Employers must accommodate older employees up to the point of suffering undue hardship. The hardship factors for employers include: costs, safety, employee morale, interference with other employees’ rights, and disruption of collective agreements.
Air Canada’s mandatory retirement policy for pilots was litigated for years in Kelly and Vilven v. Air Canada. The case was heard three times by the Canadian Human Rights Tribunal and ruled on several times by the Federal Court. Airline pilots were automatically retired when they turned 60, in accordance with provisions of the collective agreement between their union and Air Canada. The airline argued that the standard in the industry was to retire pilots over 60 because they were ineligible for certain roles in the plane and this seriously hampered scheduling.

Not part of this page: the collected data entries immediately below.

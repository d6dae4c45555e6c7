//! Provider configuration consumed by the backends and the router.
//! Built once at startup and never mutated afterwards.

use secrecy::{ExposeSecret, SecretString};
use serde::Deserialize;

#[derive(Debug, Deserialize)]
pub struct LlmConfig {
    #[serde(default)]
    pub primary: PrimaryConfig,
    #[serde(default)]
    pub secondary: SecondaryConfig,
    #[serde(default = "default_request_timeout_secs")]
    pub request_timeout_secs: u64,
}

impl Default for LlmConfig {
    fn default() -> Self {
        Self {
            primary: PrimaryConfig::default(),
            secondary: SecondaryConfig::default(),
            request_timeout_secs: default_request_timeout_secs(),
        }
    }
}

fn default_request_timeout_secs() -> u64 { 120 }

/// Remote OpenAI-compatible provider. Enabled only when an API key is set.
#[derive(Debug, Deserialize)]
pub struct PrimaryConfig {
    pub api_key: Option<SecretString>,
    #[serde(default = "default_primary_model")]
    pub model: String,
    #[serde(default = "default_primary_base_url")]
    pub base_url: String,
}

impl Default for PrimaryConfig {
    fn default() -> Self {
        Self {
            api_key: None,
            model: default_primary_model(),
            base_url: default_primary_base_url(),
        }
    }
}

fn default_primary_model()    -> String { "gpt-4o-mini".to_string() }
fn default_primary_base_url() -> String { "https://api.openai.com/v1".to_string() }

impl PrimaryConfig {
    /// The key, if one is present and not blank.
    pub fn api_key(&self) -> Option<&str> {
        self.api_key
            .as_ref()
            .map(|k| k.expose_secret().trim())
            .filter(|k| !k.is_empty())
    }

    pub fn is_enabled(&self) -> bool {
        self.api_key().is_some()
    }
}

/// Local Ollama server. Always assumed reachable.
#[derive(Debug, Clone, Deserialize)]
pub struct SecondaryConfig {
    #[serde(default = "default_secondary_base_url")]
    pub base_url: String,
    #[serde(default = "default_secondary_model")]
    pub model: String,
}

impl Default for SecondaryConfig {
    fn default() -> Self {
        Self {
            base_url: default_secondary_base_url(),
            model: default_secondary_model(),
        }
    }
}

fn default_secondary_base_url() -> String { "http://localhost:11434".to_string() }
fn default_secondary_model()    -> String { "llama3.2".to_string() }
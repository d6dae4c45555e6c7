//! HTTP handlers for all web routes.

pub mod chat;
pub mod health;
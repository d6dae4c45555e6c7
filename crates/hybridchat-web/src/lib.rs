//! hybridchat-web — HTTP front for the hybrid chat gateway.
//! Exposes:
//!   - POST /api/chat  — route a conversation to the primary or local model
//!   - GET  /health    — provider configuration summary

pub mod config;
pub mod error;
pub mod handlers;
pub mod router;
pub mod state;
//! Liveness plus a summary of which providers are configured.

use axum::{extract::State, Json};
use serde::Serialize;
use crate::state::SharedState;

#[derive(Debug, Serialize)]
#[serde(rename_all = "camelCase")]
pub struct HealthResponse {
    pub ok: bool,
    pub primary_configured: bool,
    #[serde(skip_serializing_if = "Option::is_none")]
    pub primary_model: Option<String>,
    pub secondary_base_url: String,
    pub secondary_model: String,
}

/// GET /health
pub async fn health(State(state): State<SharedState>) -> Json<HealthResponse> {
    let llm = &state.llm;
    Json(HealthResponse {
        ok: true,
        primary_configured: llm.primary_configured(),
        primary_model: llm.primary().map(|p| p.model_id().to_string()),
        secondary_base_url: state.secondary_base_url.clone(),
        secondary_model: llm.secondary().model_id().to_string(),
    })
}
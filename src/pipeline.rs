// THEORY:
// The `pipeline` module is the final, top-level API for the screening engine.
// It encapsulates the full stack — region validation, per-eye estimation,
// two-eye combination, and classification — behind a single entry point that
// takes one patient's four regions and returns one immutable result.
//
// The pipeline is a stateless, synchronous, pure computation over its inputs:
// identical regions always produce the identical result. Validation runs
// before any estimation, and a rejection from either eye halts the run with
// the per-eye reasons; no partial estimate ever escapes.

use crate::core_modules::hb_estimator::{self, HbValue};
use crate::core_modules::region_validator;
use crate::core_modules::roi::roi::Roi;
use crate::error::{EyeRejections, ScreeningError};

// Re-export key data structures for the public API.
pub use crate::core_modules::diet_classifier::{DietGuidance, DietPreference, HbStatus, classify};
pub use crate::core_modules::region_validator::RegionVerdict;
pub use crate::core_modules::roi::roi::{ColorSample, RegionRect};
pub use crate::localization::Language;

/// Patient gender. Threaded through to records and reports; never interpreted
/// by the numeric pipeline.
#[derive(Debug, Clone, Copy, PartialEq, Eq)]
pub enum Gender {
    Male,
    Female,
    Other,
}

impl Gender {
    pub fn as_str(&self) -> &'static str {
        match self {
            Self::Male => "Male",
            Self::Female => "Female",
            Self::Other => "Other",
        }
    }
}

/// The patient identity supplied with a screening run.
#[derive(Debug, Clone)]
pub struct PatientProfile {
    pub name: String,
    pub age: u32,
    pub gender: Gender,
    pub diet: DietPreference,
}

impl PatientProfile {
    /// The name as shown on reports, with surrounding whitespace removed.
    pub fn display_name(&self) -> String {
        self.name.trim().to_string()
    }

    /// The lowercase trimmed name used as the history key.
    pub fn normalized_name(&self) -> String {
        self.name.trim().to_lowercase()
    }

    pub fn has_identity(&self) -> bool {
        !self.name.trim().is_empty()
    }
}

/// One eye's pair of selected regions. Both must come from the same
/// photograph of the same eye; the pipeline cannot verify that pairing.
pub struct EyeRegions {
    /// The white/sclera patch used for lighting normalization.
    pub reference: Roi,
    /// The reddish inner-eyelid patch whose color is measured.
    pub measurement: Roi,
}

/// The immutable outcome of one screening run.
#[derive(Debug, Clone, Copy, PartialEq)]
pub struct ScreeningResult {
    /// Final hemoglobin estimate in g/dL, rounded to one decimal.
    pub hb_value: HbValue,
    pub status: HbStatus,
    /// Localized label for `status`.
    pub status_label: &'static str,
    /// Localized dietary plan for the patient's diet preference.
    pub diet_plan: &'static str,
    /// Localized absorption tip.
    pub advice: &'static str,
}

/// The main, top-level struct for the screening engine.
pub struct ScreeningPipeline {
    language: Language,
}

impl ScreeningPipeline {
    pub fn new(language: Language) -> Self {
        Self { language }
    }

    pub fn language(&self) -> Language {
        self.language
    }

    /// Runs one full screening: validate both measurement regions, estimate
    /// each eye, average, round, classify.
    pub fn analyze(
        &self,
        patient: &PatientProfile,
        left: &EyeRegions,
        right: &EyeRegions,
    ) -> Result<ScreeningResult, ScreeningError> {
        if !patient.has_identity() {
            return Err(ScreeningError::InputMissing);
        }

        // Stage 1: Region Validation
        let left_measurement = left.measurement.mean_color();
        let right_measurement = right.measurement.mean_color();
        let left_verdict = region_validator::validate(&left_measurement);
        let right_verdict = region_validator::validate(&right_measurement);
        if !left_verdict.is_valid() || !right_verdict.is_valid() {
            let rejections = EyeRejections {
                left: (!left_verdict.is_valid()).then_some(left_verdict),
                right: (!right_verdict.is_valid()).then_some(right_verdict),
            };
            tracing::warn!(%rejections, "measurement region rejected");
            return Err(ScreeningError::RegionInvalid(rejections));
        }

        // Stage 2: Per-Eye Estimation
        let left_hb = hb_estimator::estimate(&left.reference.mean_color(), &left_measurement);
        let right_hb = hb_estimator::estimate(&right.reference.mean_color(), &right_measurement);
        tracing::debug!(left_hb, right_hb, "per-eye estimates");

        // Stage 3: Two-Eye Combination
        // Unweighted arithmetic mean; a single round to one decimal afterward.
        let hb_value = round_to_tenth((left_hb + right_hb) / 2.0);

        // Stage 4: Classification
        let guidance = classify(hb_value, patient.diet, self.language);
        tracing::info!(
            hb_value,
            status = guidance.status_label,
            "screening complete"
        );

        Ok(ScreeningResult {
            hb_value,
            status: guidance.status,
            status_label: guidance.status_label,
            diet_plan: guidance.plan,
            advice: guidance.advice,
        })
    }
}

fn round_to_tenth(value: HbValue) -> HbValue {
    (value * 10.0).round() / 10.0
}

#[cfg(test)]
mod tests {
    use super::*;
    use crate::core_modules::pixel::pixel::Pixel;

    fn uniform_roi(red: u8, green: u8, blue: u8) -> Roi {
        Roi::new(2, 2, vec![Pixel::new(red, green, blue, 255); 4])
    }

    fn eye(reference: (u8, u8, u8), measurement: (u8, u8, u8)) -> EyeRegions {
        EyeRegions {
            reference: uniform_roi(reference.0, reference.1, reference.2),
            measurement: uniform_roi(measurement.0, measurement.1, measurement.2),
        }
    }

    fn patient(name: &str) -> PatientProfile {
        PatientProfile {
            name: name.to_string(),
            age: 25,
            gender: Gender::Female,
            diet: DietPreference::Vegetarian,
        }
    }

    #[test]
    fn healthy_regions_produce_a_normal_result() {
        let pipeline = ScreeningPipeline::new(Language::English);
        let left = eye((200, 190, 185), (180, 90, 95));
        let right = eye((200, 190, 185), (180, 90, 95));

        let result = pipeline.analyze(&patient("Asha"), &left, &right).unwrap();
        assert_eq!(result.hb_value, 12.9);
        assert_eq!(result.status, HbStatus::Normal);
        assert_eq!(result.status_label, "Normal");
    }

    #[test]
    fn pale_regions_produce_an_anemic_result() {
        let pipeline = ScreeningPipeline::new(Language::English);
        let left = eye((210, 205, 200), (150, 120, 125));
        let right = eye((210, 205, 200), (150, 120, 125));

        let result = pipeline.analyze(&patient("Ravi"), &left, &right).unwrap();
        assert_eq!(result.hb_value, 9.1);
        assert_eq!(result.status, HbStatus::AnemiaDetected);
    }

    #[test]
    fn the_two_eyes_are_averaged_without_weighting() {
        let pipeline = ScreeningPipeline::new(Language::English);
        let left = eye((200, 190, 185), (180, 90, 95)); // ~12.94
        let right = eye((210, 205, 200), (150, 120, 125)); // ~9.08

        let result = pipeline.analyze(&patient("Meera"), &left, &right).unwrap();
        assert_eq!(result.hb_value, 11.0);
        assert_eq!(result.status, HbStatus::AnemiaDetected);
    }

    #[test]
    fn a_green_dominant_measurement_halts_the_run() {
        let pipeline = ScreeningPipeline::new(Language::English);
        let left = eye((200, 190, 185), (90, 100, 50));
        let right = eye((200, 190, 185), (180, 90, 95));

        let error = pipeline
            .analyze(&patient("Asha"), &left, &right)
            .unwrap_err();
        match error {
            ScreeningError::RegionInvalid(rejections) => {
                assert_eq!(rejections.left, Some(RegionVerdict::InvalidColor));
                assert_eq!(rejections.right, None);
            }
            other => panic!("expected RegionInvalid, got {other:?}"),
        }
    }

    #[test]
    fn rejections_carry_both_eyes_when_both_fail() {
        let pipeline = ScreeningPipeline::new(Language::English);
        let left = eye((200, 190, 185), (10, 10, 10));
        let right = eye((200, 190, 185), (250, 250, 250));

        let error = pipeline
            .analyze(&patient("Asha"), &left, &right)
            .unwrap_err();
        match error {
            ScreeningError::RegionInvalid(rejections) => {
                assert_eq!(rejections.left, Some(RegionVerdict::TooDark));
                assert_eq!(rejections.right, Some(RegionVerdict::TooBright));
            }
            other => panic!("expected RegionInvalid, got {other:?}"),
        }
    }

    #[test]
    fn a_blank_name_halts_before_any_color_math() {
        let pipeline = ScreeningPipeline::new(Language::English);
        let left = eye((200, 190, 185), (180, 90, 95));
        let right = eye((200, 190, 185), (180, 90, 95));

        let error = pipeline
            .analyze(&patient("   "), &left, &right)
            .unwrap_err();
        assert_eq!(error, ScreeningError::InputMissing);
    }

    #[test]
    fn identical_inputs_produce_identical_results() {
        let pipeline = ScreeningPipeline::new(Language::Hindi);
        let left = eye((200, 190, 185), (180, 90, 95));
        let right = eye((210, 205, 200), (150, 120, 125));

        let first = pipeline.analyze(&patient("Asha"), &left, &right).unwrap();
        let second = pipeline.analyze(&patient("Asha"), &left, &right).unwrap();
        assert_eq!(first, second);
    }

    #[test]
    fn normalized_name_is_trimmed_and_lowercased() {
        let profile = patient("  Asha Verma ");
        assert_eq!(profile.normalized_name(), "asha verma");
        assert_eq!(profile.display_name(), "Asha Verma");
    }
}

The Tribunal ultimately ruled in favour of Air Canada. The mandatory retirement of pilots at age 60 balanced corporate and employee interests. To abolish mandatory retirement of pilots would impose an undue hardship on Air Canada through increased operational costs, inefficiencies and challenges in scheduling pilots, as well as negative consequences for both the pilots’ pension plan and the collective bargaining agreement.
Age is never a factor at work until it is specifically a factor for a certain individual performing a certain job. Although general mandatory retirement policies prima facie violate human rights legislation, the BFOR defence can still apply to permit age discrimination in employment as well as documented cases of undue hardship to accommodate a single older worker or a class of them. The municipal firefighter and airline pilot cases described here showcase two examples of this. Although these cases show how mandatory retirement can be used, it is still rather rare that an employer may legally retire an employee at a certain age.
Interestingly, these age-related rules equally apply where minimum ages for employment can be justified.